**HOW TO COMPLETE THIS TASK**: After locating the line that contains "use crate::matcher::MatchContext;" in the data below, set down exactly that line and each one after it through the line that contains "let tree = tree();", and nothing more.

**RECORDS SUPPLIED**:
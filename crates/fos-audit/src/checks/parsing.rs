//! Duplicate ids on focusable elements

use crate::check::{CheckContext, Evaluation};
use crate::matcher::MatchContext;
use crate::registry::Registry;
use crate::result::CheckResult;
use fos_a11y::{is_accessible_ref, is_focusable};
use serde_json::{json, Value};

pub(super) fn register(registry: &mut Registry) {
    registry
        .add_evaluate("duplicate-id-active", duplicate_id)
        .add_after("duplicate-id-after", duplicate_id_after)
        .add_matches("duplicate-id-active-matches", |cx: &MatchContext<'_>| {
            let has_id = cx.tree[cx.node].attr("id").is_some_and(|id| !id.trim().is_empty());
            has_id && is_focusable(cx.tree, cx.node) && !is_accessible_ref(cx.tree, cx.node)
        });
}

fn duplicate_id(cx: &mut CheckContext<'_>) -> anyhow::Result<Evaluation> {
    let node = cx.vnode();
    let Some(id) = node.attr("id").map(str::trim).filter(|id| !id.is_empty()) else {
        return Ok(true.into());
    };
    let others: Vec<_> = cx
        .tree()
        .elements_by_id(node.scope(), id)
        .iter()
        .copied()
        .filter(|other| *other != cx.node())
        .collect();
    cx.data(json!(id));
    let unique = others.is_empty();
    cx.related_nodes(others);
    Ok(unique.into())
}

/// One result per id value
fn duplicate_id_after(results: Vec<CheckResult>, _options: &Value) -> Vec<CheckResult> {
    let mut seen: Vec<Value> = Vec::new();
    results
        .into_iter()
        .filter(|result| {
            if seen.contains(&result.data) {
                return false;
            }
            seen.push(result.data.clone());
            true
        })
        .collect()
}

#[cfg(test)]
mod tests {
    use super::*;
    use crate::checks::test_util::{evaluate, matches};
    use fos_vdom::{SerialNode, VirtualTree};

    fn tree() -> VirtualTree {
        let root = SerialNode::element("div")
            .with_child(SerialNode::element("button").with_attr("id", "save"))
            .with_child(SerialNode::element("a").with_attr("href", "#").with_attr("id", "save"))
            .with_child(SerialNode::element("span").with_attr("id", "note"));
        VirtualTree::from_serial(&root).unwrap()
    }

    #[test]
    fn test_duplicate_id() {
        let tree = tree();
        let children: Vec<_> = tree.element_children(tree.root().unwrap()).collect();
        let (result, data) = evaluate("duplicate-id-active", &tree, children[0], &Value::Null);
        assert_eq!(result, Some(false));
        assert_eq!(data, json!("save"));
        assert_eq!(evaluate("duplicate-id-active", &tree, children[2], &Value::Null).0, Some(true));

        assert!(matches("duplicate-id-active-matches", &tree, children[0]));
        assert!(!matches("duplicate-id-active-matches", &tree, children[2]));
    }

    #[test]
    fn test_after_keeps_first_per_id() {
        let mut a = CheckResult::new("duplicate-id-active", Some(false));
        a.data = json!("save");
        let b = a.clone();
        let mut c = CheckResult::new("duplicate-id-active", Some(false));
        c.data = json!("other");
        let kept = duplicate_id_after(vec![a, b, c], &Value::Null);
        assert_eq!(kept.len(), 2);
    }
}
//! Comprehensive tests for fos-layout
//!
//! Lays out parsed pages and checks the geometry stored on elements.

use fos_dom::{DOMRect, Document, ElementGeometry};
use fos_html::{parse_page, HtmlParser};
use fos_layout::{layout_document, layout_page, BoxType};

fn geometry(doc: &Document, id: &str) -> ElementGeometry {
    let node = doc.get_element_by_id(id).unwrap();
    doc.tree().element(node).unwrap().geometry.unwrap()
}

// ============================================================================
// Box model
// ============================================================================

#[test]
fn test_padding_border_margin() {
    let mut doc = HtmlParser::new().parse(
        r#"<div id="a" style="margin: 10px; padding: 5px; border: 2px solid black; width: 100px; height: 20px"></div>"#,
    );
    layout_document(&mut doc);
    let a = geometry(&doc, "a");
    assert_eq!(a.border_box, DOMRect::from_xywh(10.0, 10.0, 114.0, 34.0));
    assert_eq!(a.client_width, 110.0);
    assert_eq!(a.client_height, 30.0);
}

#[test]
fn test_auto_margins_center() {
    let mut doc = HtmlParser::new().parse(r#"<div id="a" style="width: 280px; margin: 0 auto; height: 1px"></div>"#);
    layout_document(&mut doc);
    assert_eq!(geometry(&doc, "a").border_box.x, 500.0);
}

#[test]
fn test_text_sets_height() {
    let mut doc = HtmlParser::new().parse(r#"<p id="p" style="font-size: 20px">Hello there</p>"#);
    let tree = layout_document(&mut doc);
    assert_eq!(geometry(&doc, "p").border_box.height, 24.0);
    let p = doc.get_element_by_id("p").unwrap();
    assert_eq!(tree.get(p).unwrap().box_type, BoxType::Block);
}

#[test]
fn test_link_shrinks_to_text() {
    let mut doc = HtmlParser::new().parse(r#"<p><a id="a" href="/">four</a></p>"#);
    layout_document(&mut doc);
    let a = geometry(&doc, "a").border_box;
    assert_eq!(a.width, 32.0);
    assert!((a.height - 19.2).abs() < 1e-9);
}

// ============================================================================
// Flex rows and positioning
// ============================================================================

#[test]
fn test_flex_row_places_children_side_by_side() {
    let mut doc = HtmlParser::new().parse(
        r#"<div style="display: flex">
             <div id="a" style="width: 30px; height: 30px"></div>
             <div id="b" style="width: 30px; height: 30px"></div>
           </div>"#,
    );
    layout_document(&mut doc);
    assert_eq!(geometry(&doc, "a").border_box.x, 0.0);
    assert_eq!(geometry(&doc, "b").border_box.x, 30.0);
    assert_eq!(geometry(&doc, "b").border_box.y, 0.0);
}

#[test]
fn test_relative_offset_and_nested_absolute() {
    let mut doc = HtmlParser::new().parse(
        r#"<div id="outer" style="position: relative; top: 10px; left: 10px; width: 200px; height: 200px">
             <span id="inner" style="position: absolute; right: 0; bottom: 0; width: 20px; height: 20px"></span>
           </div>"#,
    );
    layout_document(&mut doc);
    assert_eq!(geometry(&doc, "outer").border_box, DOMRect::from_xywh(10.0, 10.0, 200.0, 200.0));
    assert_eq!(geometry(&doc, "inner").border_box, DOMRect::from_xywh(190.0, 190.0, 20.0, 20.0));
}

#[test]
fn test_fixed_uses_viewport() {
    let mut doc = HtmlParser::new().parse(
        r#"<div style="margin-top: 500px; position: relative">
             <div id="f" style="position: fixed; top: 0; left: 0; width: 5px; height: 5px"></div>
           </div>"#,
    );
    layout_document(&mut doc);
    assert_eq!(geometry(&doc, "f").border_box, DOMRect::from_xywh(0.0, 0.0, 5.0, 5.0));
}

// ============================================================================
// Scrolling
// ============================================================================

#[test]
fn test_overflowing_content_scroll_size() {
    let mut doc = HtmlParser::new().parse(
        r#"<div id="s" style="overflow: auto; height: 100px; width: 100px">
             <div style="height: 300px; width: 250px"></div>
           </div>"#,
    );
    layout_document(&mut doc);
    let s = geometry(&doc, "s");
    assert_eq!(s.scroll_height, 300.0);
    assert_eq!(s.scroll_width, 250.0);
    assert!(s.overflows_y());
    assert!(s.overflows_x());
}

// ============================================================================
// Shadow DOM and frames
// ============================================================================

#[test]
fn test_shadow_content_is_laid_out() {
    let mut doc = HtmlParser::new().parse(
        r#"<div id="host"><template shadowrootmode="open"><button id="inner" style="width: 44px; height: 44px"></button></template></div>"#,
    );
    layout_document(&mut doc);
    let host = doc.get_element_by_id("host").unwrap();
    let root = doc.tree().shadow_root(host).unwrap();
    let button = doc.tree().children(root).next().unwrap().0;
    let rect = doc.tree().element(button).unwrap().geometry.unwrap().border_box;
    assert_eq!(rect, DOMRect::from_xywh(0.0, 0.0, 44.0, 44.0));
    assert_eq!(geometry(&doc, "host").border_box.height, 44.0);
}

#[test]
fn test_frame_document_gets_frame_viewport() {
    let mut page = parse_page(
        r#"<iframe id="f" style="width: 400px; height: 200px; border: none" srcdoc="<div id='d' style='height: 10px'></div>"></iframe>"#,
        "https://example.com/",
    );
    layout_page(&mut page);
    let top = page.top();
    let frame = page.document(top).unwrap().get_element_by_id("f").unwrap();
    let child = page.frame_document(top, frame).unwrap();
    let child_doc = page.document(child).unwrap();
    assert_eq!(child_doc.viewport(), DOMRect::from_xywh(0.0, 0.0, 400.0, 200.0));
    assert_eq!(geometry(child_doc, "d").border_box.width, 400.0);
}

**EXERCISE RESULT**:
use crate::matcher::MatchContext;
use crate::registry::Registry;
use crate::result::CheckResult;
use fos_a11y::{is_accessible_ref, is_focusable};
use serde_json::{json, Value};

pub(super) fn register(registry: &mut Registry) {
    registry
        .add_evaluate("duplicate-id-active", duplicate_id)
        .add_after("duplicate-id-after", duplicate_id_after)
        .add_matches("duplicate-id-active-matches", |cx: &MatchContext<'_>| {
            let has_id = cx.tree[cx.node].attr("id").is_some_and(|id| !id.trim().is_empty());
            has_id && is_focusable(cx.tree, cx.node) && !is_accessible_ref(cx.tree, cx.node)
        });
}

fn duplicate_id(cx: &mut CheckContext<'_>) -> anyhow::Result<Evaluation> {
    let node = cx.vnode();
    let Some(id) = node.attr("id").map(str::trim).filter(|id| !id.is_empty()) else {
        return Ok(true.into());
    };
    let others: Vec<_> = cx
        .tree()
        .elements_by_id(node.scope(), id)
        .iter()
        .copied()
        .filter(|other| *other != cx.node())
        .collect();
    cx.data(json!(id));
    let unique = others.is_empty();
    cx.related_nodes(others);
    Ok(unique.into())
}

/// One result per id value
fn duplicate_id_after(results: Vec<CheckResult>, _options: &Value) -> Vec<CheckResult> {
    let mut seen: Vec<Value> = Vec::new();
    results
        .into_iter()
        .filter(|result| {
            if seen.contains(&result.data) {
                return false;
            }
            seen.push(result.data.clone());
            true
        })
        .collect()
}

#[cfg(test)]
mod tests {
    use super::*;
    use crate::checks::test_util::{evaluate, matches};
    use fos_vdom::{SerialNode, VirtualTree};

    fn tree() -> VirtualTree {
        let root = SerialNode::element("div")
            .with_child(SerialNode::element("button").with_attr("id", "save"))
            .with_child(SerialNode::element("a").with_attr("href", "#").with_attr("id", "save"))
            .with_child(SerialNode::element("span").with_attr("id", "note"));
        VirtualTree::from_serial(&root).unwrap()
    }

    #[test]
    fn test_duplicate_id() {
        let tree = tree();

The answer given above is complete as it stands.